>>>
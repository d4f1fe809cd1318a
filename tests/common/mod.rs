//! Shared fixtures for the integration tests.

#![allow(dead_code)]

use std::io;
use std::net::{SocketAddr, TcpListener, UdpSocket};
use std::sync::atomic::{AtomicBool, AtomicUsize, Ordering};
use std::sync::Arc;

use futures_util::future::BoxFuture;
use tokio::sync::{watch, Notify};

use dns_server::health::{Dialer, Exchange, TokioDialer};
use dns_server::net::{BoundNotifier, Listener, ListenerError, ListenerId, Transport};
use dns_server::protocol::message;

/// A loopback address whose port is currently free for both TCP and UDP.
pub fn free_addr() -> SocketAddr {
    loop {
        let tcp = TcpListener::bind("127.0.0.1:0").unwrap();
        let addr = tcp.local_addr().unwrap();
        if UdpSocket::bind(addr).is_ok() {
            return addr;
        }
    }
}

/// A request handler that never answers.
pub fn silent_handler() -> Arc<dyn dns_server::protocol::RequestHandler> {
    Arc::new(|_: &[u8], _: Transport| -> Option<Vec<u8>> { None })
}

/// How a [`FakeListener`] behaves once started.
#[derive(Debug, Clone, Copy, PartialEq, Eq)]
pub enum Behaviour {
    /// Bind, then serve until stopped or a fault is injected.
    Serve,
    /// Fail immediately with an address-in-use bind error.
    FailBind,
    /// Bind, then ignore stop requests forever.
    IgnoreStop,
    /// Bind, then panic.
    Panic,
    /// Bind, then return `Ok` without being asked to stop.
    ReturnEarly,
}

/// Listener double that records how the supervisor drives it.
pub struct FakeListener {
    id: ListenerId,
    behaviour: Behaviour,
    stop_tx: watch::Sender<bool>,
    fault: Notify,
    starts: AtomicUsize,
    stops: AtomicUsize,
}

impl FakeListener {
    pub fn new(transport: Transport, address: SocketAddr, behaviour: Behaviour) -> Arc<Self> {
        let (stop_tx, _) = watch::channel(false);
        Arc::new(Self {
            id: ListenerId::new(transport, address),
            behaviour,
            stop_tx,
            fault: Notify::new(),
            starts: AtomicUsize::new(0),
            stops: AtomicUsize::new(0),
        })
    }

    /// Make a serving listener fail as if its socket was closed under it.
    pub fn inject_fault(&self) {
        self.fault.notify_one();
    }

    pub fn starts(&self) -> usize {
        self.starts.load(Ordering::SeqCst)
    }

    pub fn stops(&self) -> usize {
        self.stops.load(Ordering::SeqCst)
    }
}

impl Listener for FakeListener {
    fn id(&self) -> ListenerId {
        self.id
    }

    fn start(&self, bound: BoundNotifier) -> BoxFuture<'_, Result<(), ListenerError>> {
        Box::pin(async move {
            self.starts.fetch_add(1, Ordering::SeqCst);
            if self.behaviour == Behaviour::FailBind {
                return Err(ListenerError::Bind {
                    listener: self.id,
                    source: io::Error::from(io::ErrorKind::AddrInUse),
                });
            }
            let _ = bound.send(self.id.address);

            match self.behaviour {
                Behaviour::Serve => {
                    let mut stop = self.stop_tx.subscribe();
                    tokio::select! {
                        _ = stop.wait_for(|stopped| *stopped) => Ok(()),
                        _ = self.fault.notified() => Err(ListenerError::Serve {
                            listener: self.id,
                            source: io::Error::from(io::ErrorKind::BrokenPipe),
                        }),
                    }
                }
                Behaviour::IgnoreStop => std::future::pending().await,
                Behaviour::Panic => panic!("fake listener blew up"),
                Behaviour::ReturnEarly | Behaviour::FailBind => Ok(()),
            }
        })
    }

    fn stop(&self) {
        self.stops.fetch_add(1, Ordering::SeqCst);
        self.stop_tx.send_replace(true);
    }
}

/// Dialer whose endpoints answer every query, or refuse, on demand.
pub struct ScriptedDialer {
    healthy: AtomicBool,
    dials: AtomicUsize,
}

impl ScriptedDialer {
    pub fn new(healthy: bool) -> Arc<Self> {
        Arc::new(Self {
            healthy: AtomicBool::new(healthy),
            dials: AtomicUsize::new(0),
        })
    }

    pub fn set_healthy(&self, healthy: bool) {
        self.healthy.store(healthy, Ordering::SeqCst);
    }

    pub fn dials(&self) -> usize {
        self.dials.load(Ordering::SeqCst)
    }
}

struct EchoExchange;

impl Exchange for EchoExchange {
    fn exchange<'a>(&'a mut self, query: &'a [u8]) -> BoxFuture<'a, io::Result<Vec<u8>>> {
        Box::pin(async move {
            message::build_reply(query).map_err(|e| io::Error::new(io::ErrorKind::InvalidData, e))
        })
    }
}

impl Dialer for ScriptedDialer {
    fn dial(&self, _: Transport, _: SocketAddr) -> BoxFuture<'_, io::Result<Box<dyn Exchange>>> {
        self.dials.fetch_add(1, Ordering::SeqCst);
        let healthy = self.healthy.load(Ordering::SeqCst);
        Box::pin(async move {
            if healthy {
                Ok(Box::new(EchoExchange) as Box<dyn Exchange>)
            } else {
                Err(io::Error::from(io::ErrorKind::ConnectionRefused))
            }
        })
    }
}

/// Real sockets, with every dial counted.
#[derive(Default)]
pub struct CountingDialer {
    inner: TokioDialer,
    dials: AtomicUsize,
}

impl CountingDialer {
    pub fn dials(&self) -> usize {
        self.dials.load(Ordering::SeqCst)
    }
}

impl Dialer for CountingDialer {
    fn dial(&self, transport: Transport, target: SocketAddr) -> BoxFuture<'_, io::Result<Box<dyn Exchange>>> {
        self.dials.fetch_add(1, Ordering::SeqCst);
        self.inner.dial(transport, target)
    }
}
<<<
**AIM OF THE TASK**
Transcribe the records exactly as given.

**TASK RESULT**
repository d4f1fe809cd1318a
filename tests/common/mod.rs
//! Shared fixtures for the integration tests.

#![allow(dead_code)]

use std::io;
use std::net::{SocketAddr, TcpListener, UdpSocket};
use std::sync::atomic::{AtomicBool, AtomicUsize, Ordering};
use std::sync::Arc;

use futures_util::future::BoxFuture;
use tokio::sync::{watch, Notify};

use dns_server::health::{Dialer, Exchange, TokioDialer};
use dns_server::net::{BoundNotifier, Listener, ListenerError, ListenerId, Transport};
use dns_server::protocol::message;

/// A loopback address whose port is currently free for both TCP and UDP.
pub fn free_addr() -> SocketAddr {
    loop {
        let tcp = TcpListener::bind("127.0.0.1:0").unwrap();
        let addr = tcp.local_addr().unwrap();
        if UdpSocket::bind(addr).is_ok() {
            return addr;
        }
    }
}

/// A request handler that never answers.
pub fn silent_handler() -> Arc<dyn dns_server::protocol::RequestHandler> {
    Arc::new(|_: &[u8], _: Transport| -> Option<Vec<u8>> { None })
}

/// How a [`FakeListener`] behaves once started.
#[derive(Debug, Clone, Copy, PartialEq, Eq)]
pub enum Behaviour {
    /// Bind, then serve until stopped or a fault is injected.
    Serve,
    /// Fail immediately with an address-in-use bind error.
    FailBind,
    /// Bind, then ignore stop requests forever.
    IgnoreStop,
    /// Bind, then panic.
    Panic,
    /// Bind, then return `Ok` without being asked to stop.
    ReturnEarly,
}

/// Listener double that records how the supervisor drives it.
pub struct FakeListener {
    id: ListenerId,
    behaviour: Behaviour,
    stop_tx: watch::Sender<bool>,
    fault: Notify,
    starts: AtomicUsize,
    stops: AtomicUsize,
}

impl FakeListener {
    pub fn new(transport: Transport, address: SocketAddr, behaviour: Behaviour) -> Arc<Self> {
        let (stop_tx, _) = watch::channel(false);
        Arc::new(Self {
            id: ListenerId::new(transport, address),
            behaviour,
            stop_tx,
            fault: Notify::new(),
            starts: AtomicUsize::new(0),
            stops: AtomicUsize::new(0),
        })
    }

    /// Make a serving listener fail as if its socket was closed under it.
    pub fn inject_fault(&self) {
        self.fault.notify_one();
    }

    pub fn starts(&self) -> usize {
        self.starts.load(Ordering::SeqCst)
    }

    pub fn stops(&self) -> usize {
        self.stops.load(Ordering::SeqCst)
    }
}

impl Listener for FakeListener {
    fn id(&self) -> ListenerId {
        self.id
    }

    fn start(&self, bound: BoundNotifier) -> BoxFuture<'_, Result<(), ListenerError>> {
        Box::pin(async move {
            self.starts.fetch_add(1, Ordering::SeqCst);
            if self.behaviour == Behaviour::FailBind {
                return Err(ListenerError::Bind {
                    listener: self.id,
                    source: io::Error::from(io::ErrorKind::AddrInUse),
                });
            }
            let _ = bound.send(self.id.address);

            match self.behaviour {
                Behaviour::Serve => {
                    let mut stop = self.stop_tx.subscribe();
                    tokio::select! {
                        _ = stop.wait_for(|stopped| *stopped) => Ok(()),
                        _ = self.fault.notified() => Err(ListenerError::Serve {
                            listener: self.id,
                            source: io::Error::from(io::ErrorKind::BrokenPipe),
                        }),
                    }
                }
                Behaviour::IgnoreStop => std::future::pending().await,
                Behaviour::Panic => panic!("fake listener blew up"),
                Behaviour::ReturnEarly | Behaviour::FailBind => Ok(()),
            }
        })
    }

    fn stop(&self) {
        self.stops.fetch_add(1, Ordering::SeqCst);
        self.stop_tx.send_replace(true);
    }
}

/// Dialer whose endpoints answer every query, or refuse, on demand.
pub struct ScriptedDialer {
    healthy: AtomicBool,
    dials: AtomicUsize,
}

impl ScriptedDialer {
    pub fn new(healthy: bool) -> Arc<Self> {
        Arc::new(Self {
            healthy: AtomicBool::new(healthy),
            dials: AtomicUsize::new(0),
        })
    }

    pub fn set_healthy(&self, healthy: bool) {
        self.healthy.store(healthy, Ordering::SeqCst);
    }

    pub fn dials(&self) -> usize {
        self.dials.load(Ordering::SeqCst)
    }
}

struct EchoExchange;

impl Exchange for EchoExchange {
    fn exchange<'a>(&'a mut self, query: &'a [u8]) -> BoxFuture<'a, io::Result<Vec<u8>>> {
        Box::pin(async move {
            message::build_reply(query).map_err(|e| io::Error::new(io::ErrorKind::InvalidData, e))
        })
    }
}

impl Dialer for ScriptedDialer {
    fn dial(&self, _: Transport, _: SocketAddr) -> BoxFuture<'_, io::Result<Box<dyn Exchange>>> {
        self.dials.fetch_add(1, Ordering::SeqCst);
        let healthy = self.healthy.load(Ordering::SeqCst);
        Box::pin(async move {
            if healthy {
                Ok(Box::new(EchoExchange) as Box<dyn Exchange>)
            } else {
                Err(io::Error::from(io::ErrorKind::ConnectionRefused))
            }
        })
    }
}

/// Real sockets, with every dial counted.
#[derive(Default)]
pub struct CountingDialer {
    inner: TokioDialer,
    dials: AtomicUsize,
}

impl CountingDialer {
    pub fn dials(&self) -> usize {
        self.dials.load(Ordering::SeqCst)
    }
}

impl Dialer for CountingDialer {
    fn dial(&self, transport: Transport, target: SocketAddr) -> BoxFuture<'_, io::Result<Box<dyn Exchange>>> {
        self.dials.fetch_add(1, Ordering::SeqCst);
        self.inner.dial(transport, target)
    }
}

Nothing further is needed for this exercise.